→ **EXERCISE DETAILS**: Wherever "FindingType" appears in the records below, copy the line that holds it.

___ ENTRIES PROVIDED ___

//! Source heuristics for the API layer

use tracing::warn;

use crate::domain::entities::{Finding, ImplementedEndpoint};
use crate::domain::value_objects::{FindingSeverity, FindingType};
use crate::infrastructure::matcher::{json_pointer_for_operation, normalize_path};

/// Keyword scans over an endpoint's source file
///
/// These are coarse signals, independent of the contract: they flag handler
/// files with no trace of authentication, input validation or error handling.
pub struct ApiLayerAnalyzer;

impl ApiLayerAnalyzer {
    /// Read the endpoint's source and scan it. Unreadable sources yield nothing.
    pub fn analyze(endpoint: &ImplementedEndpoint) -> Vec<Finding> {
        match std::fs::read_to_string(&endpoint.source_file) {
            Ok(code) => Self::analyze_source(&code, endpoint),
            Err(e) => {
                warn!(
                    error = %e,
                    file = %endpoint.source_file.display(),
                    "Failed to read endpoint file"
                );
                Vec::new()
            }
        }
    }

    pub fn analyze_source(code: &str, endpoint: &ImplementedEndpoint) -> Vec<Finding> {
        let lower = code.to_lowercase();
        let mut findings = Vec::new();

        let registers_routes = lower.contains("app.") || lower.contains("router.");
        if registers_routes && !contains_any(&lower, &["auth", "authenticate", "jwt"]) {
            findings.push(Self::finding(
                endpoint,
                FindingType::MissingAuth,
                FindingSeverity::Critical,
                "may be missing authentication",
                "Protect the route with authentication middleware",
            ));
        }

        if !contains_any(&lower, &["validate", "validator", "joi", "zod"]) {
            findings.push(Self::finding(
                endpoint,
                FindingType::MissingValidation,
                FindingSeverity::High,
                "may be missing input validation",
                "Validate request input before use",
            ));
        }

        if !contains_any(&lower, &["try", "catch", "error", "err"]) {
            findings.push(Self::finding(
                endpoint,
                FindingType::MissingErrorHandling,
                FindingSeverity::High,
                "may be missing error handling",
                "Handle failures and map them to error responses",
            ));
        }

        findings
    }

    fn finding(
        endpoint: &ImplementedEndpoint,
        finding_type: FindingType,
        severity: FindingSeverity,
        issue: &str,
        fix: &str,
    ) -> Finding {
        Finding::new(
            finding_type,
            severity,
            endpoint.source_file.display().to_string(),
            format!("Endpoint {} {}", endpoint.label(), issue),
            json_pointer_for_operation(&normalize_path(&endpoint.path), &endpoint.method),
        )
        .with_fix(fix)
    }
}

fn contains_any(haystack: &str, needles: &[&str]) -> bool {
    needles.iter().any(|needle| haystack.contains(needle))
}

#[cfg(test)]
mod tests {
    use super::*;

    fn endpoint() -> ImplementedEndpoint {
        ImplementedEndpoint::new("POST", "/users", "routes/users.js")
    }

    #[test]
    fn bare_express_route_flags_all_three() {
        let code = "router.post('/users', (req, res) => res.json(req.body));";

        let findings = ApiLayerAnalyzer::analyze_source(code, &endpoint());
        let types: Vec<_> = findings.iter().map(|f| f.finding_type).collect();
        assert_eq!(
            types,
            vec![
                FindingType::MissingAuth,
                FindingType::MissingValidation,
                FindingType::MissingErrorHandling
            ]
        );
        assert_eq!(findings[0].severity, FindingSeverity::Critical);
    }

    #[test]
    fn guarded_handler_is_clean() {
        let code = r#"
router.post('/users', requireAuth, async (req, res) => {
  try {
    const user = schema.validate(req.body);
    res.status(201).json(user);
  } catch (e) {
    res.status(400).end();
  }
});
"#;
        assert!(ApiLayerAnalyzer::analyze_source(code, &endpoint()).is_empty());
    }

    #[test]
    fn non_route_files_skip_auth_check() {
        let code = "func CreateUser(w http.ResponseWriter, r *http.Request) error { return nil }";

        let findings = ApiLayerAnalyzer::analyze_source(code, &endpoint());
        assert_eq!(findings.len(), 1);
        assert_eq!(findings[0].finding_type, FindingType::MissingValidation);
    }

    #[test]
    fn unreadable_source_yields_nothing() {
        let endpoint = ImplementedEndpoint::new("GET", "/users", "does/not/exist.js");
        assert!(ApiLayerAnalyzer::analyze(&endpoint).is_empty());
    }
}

___
___ ENTRIES PROVIDED ___

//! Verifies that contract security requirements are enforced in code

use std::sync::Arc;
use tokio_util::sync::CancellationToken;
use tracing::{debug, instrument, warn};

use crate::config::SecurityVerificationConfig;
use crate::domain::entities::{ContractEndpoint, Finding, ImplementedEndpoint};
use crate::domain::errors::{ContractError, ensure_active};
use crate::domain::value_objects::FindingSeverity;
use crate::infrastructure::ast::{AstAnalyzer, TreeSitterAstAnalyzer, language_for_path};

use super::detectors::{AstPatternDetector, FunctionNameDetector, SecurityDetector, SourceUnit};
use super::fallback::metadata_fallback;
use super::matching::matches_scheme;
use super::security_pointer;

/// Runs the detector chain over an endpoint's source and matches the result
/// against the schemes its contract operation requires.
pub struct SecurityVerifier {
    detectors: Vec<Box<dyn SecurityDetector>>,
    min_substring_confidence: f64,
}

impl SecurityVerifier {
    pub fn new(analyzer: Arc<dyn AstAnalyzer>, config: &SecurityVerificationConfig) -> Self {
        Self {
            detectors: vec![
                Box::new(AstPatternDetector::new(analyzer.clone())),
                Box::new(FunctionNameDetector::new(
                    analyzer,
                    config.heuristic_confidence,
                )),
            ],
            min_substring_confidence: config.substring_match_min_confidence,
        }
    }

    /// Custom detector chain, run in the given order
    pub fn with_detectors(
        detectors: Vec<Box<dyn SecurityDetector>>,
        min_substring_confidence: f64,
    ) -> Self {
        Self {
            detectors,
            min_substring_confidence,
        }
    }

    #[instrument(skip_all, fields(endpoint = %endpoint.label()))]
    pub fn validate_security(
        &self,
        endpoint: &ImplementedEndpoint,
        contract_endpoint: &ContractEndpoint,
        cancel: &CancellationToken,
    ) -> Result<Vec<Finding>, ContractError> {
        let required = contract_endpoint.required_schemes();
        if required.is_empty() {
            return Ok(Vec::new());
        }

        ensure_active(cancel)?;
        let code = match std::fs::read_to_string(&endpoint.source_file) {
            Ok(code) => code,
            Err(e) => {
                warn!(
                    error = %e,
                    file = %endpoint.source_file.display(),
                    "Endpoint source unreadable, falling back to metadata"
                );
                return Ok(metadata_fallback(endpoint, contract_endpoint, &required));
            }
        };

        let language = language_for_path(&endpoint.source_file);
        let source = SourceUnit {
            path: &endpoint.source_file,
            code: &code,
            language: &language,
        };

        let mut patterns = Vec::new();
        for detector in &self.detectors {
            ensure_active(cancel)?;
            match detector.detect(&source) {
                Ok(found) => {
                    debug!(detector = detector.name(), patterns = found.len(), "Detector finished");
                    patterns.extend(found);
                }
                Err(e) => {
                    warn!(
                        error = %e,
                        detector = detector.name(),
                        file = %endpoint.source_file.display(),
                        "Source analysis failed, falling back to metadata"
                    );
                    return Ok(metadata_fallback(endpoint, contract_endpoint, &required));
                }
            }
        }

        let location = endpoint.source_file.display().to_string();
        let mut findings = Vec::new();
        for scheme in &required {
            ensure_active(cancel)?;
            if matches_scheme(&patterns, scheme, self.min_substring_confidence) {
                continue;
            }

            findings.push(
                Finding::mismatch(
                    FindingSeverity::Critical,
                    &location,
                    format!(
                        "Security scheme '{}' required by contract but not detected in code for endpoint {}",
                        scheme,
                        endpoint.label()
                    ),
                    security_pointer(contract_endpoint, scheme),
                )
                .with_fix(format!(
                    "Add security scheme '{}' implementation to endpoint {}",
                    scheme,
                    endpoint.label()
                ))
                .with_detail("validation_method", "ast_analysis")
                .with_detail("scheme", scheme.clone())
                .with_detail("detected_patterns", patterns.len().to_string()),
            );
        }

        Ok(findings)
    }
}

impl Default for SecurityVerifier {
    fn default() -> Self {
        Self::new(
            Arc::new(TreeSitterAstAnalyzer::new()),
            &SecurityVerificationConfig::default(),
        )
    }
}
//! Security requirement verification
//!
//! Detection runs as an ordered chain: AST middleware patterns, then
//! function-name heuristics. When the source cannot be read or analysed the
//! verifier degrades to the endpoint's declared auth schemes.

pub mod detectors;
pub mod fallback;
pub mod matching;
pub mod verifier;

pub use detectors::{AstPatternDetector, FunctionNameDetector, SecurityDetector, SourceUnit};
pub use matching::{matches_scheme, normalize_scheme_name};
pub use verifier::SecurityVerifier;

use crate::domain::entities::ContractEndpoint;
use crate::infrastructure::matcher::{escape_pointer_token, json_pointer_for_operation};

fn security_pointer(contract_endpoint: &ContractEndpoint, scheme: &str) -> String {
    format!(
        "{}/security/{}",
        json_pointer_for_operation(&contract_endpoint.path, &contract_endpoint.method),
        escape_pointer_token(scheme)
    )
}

___

→ **ANSWER TO THIS EXERCISE**:
use crate::domain::value_objects::{FindingSeverity, FindingType};
                FindingType::MissingAuth,
                FindingType::MissingValidation,
                FindingType::MissingErrorHandling,
        finding_type: FindingType,
                FindingType::MissingAuth,
                FindingType::MissingValidation,
                FindingType::MissingErrorHandling
        assert_eq!(findings[0].finding_type, FindingType::MissingValidation);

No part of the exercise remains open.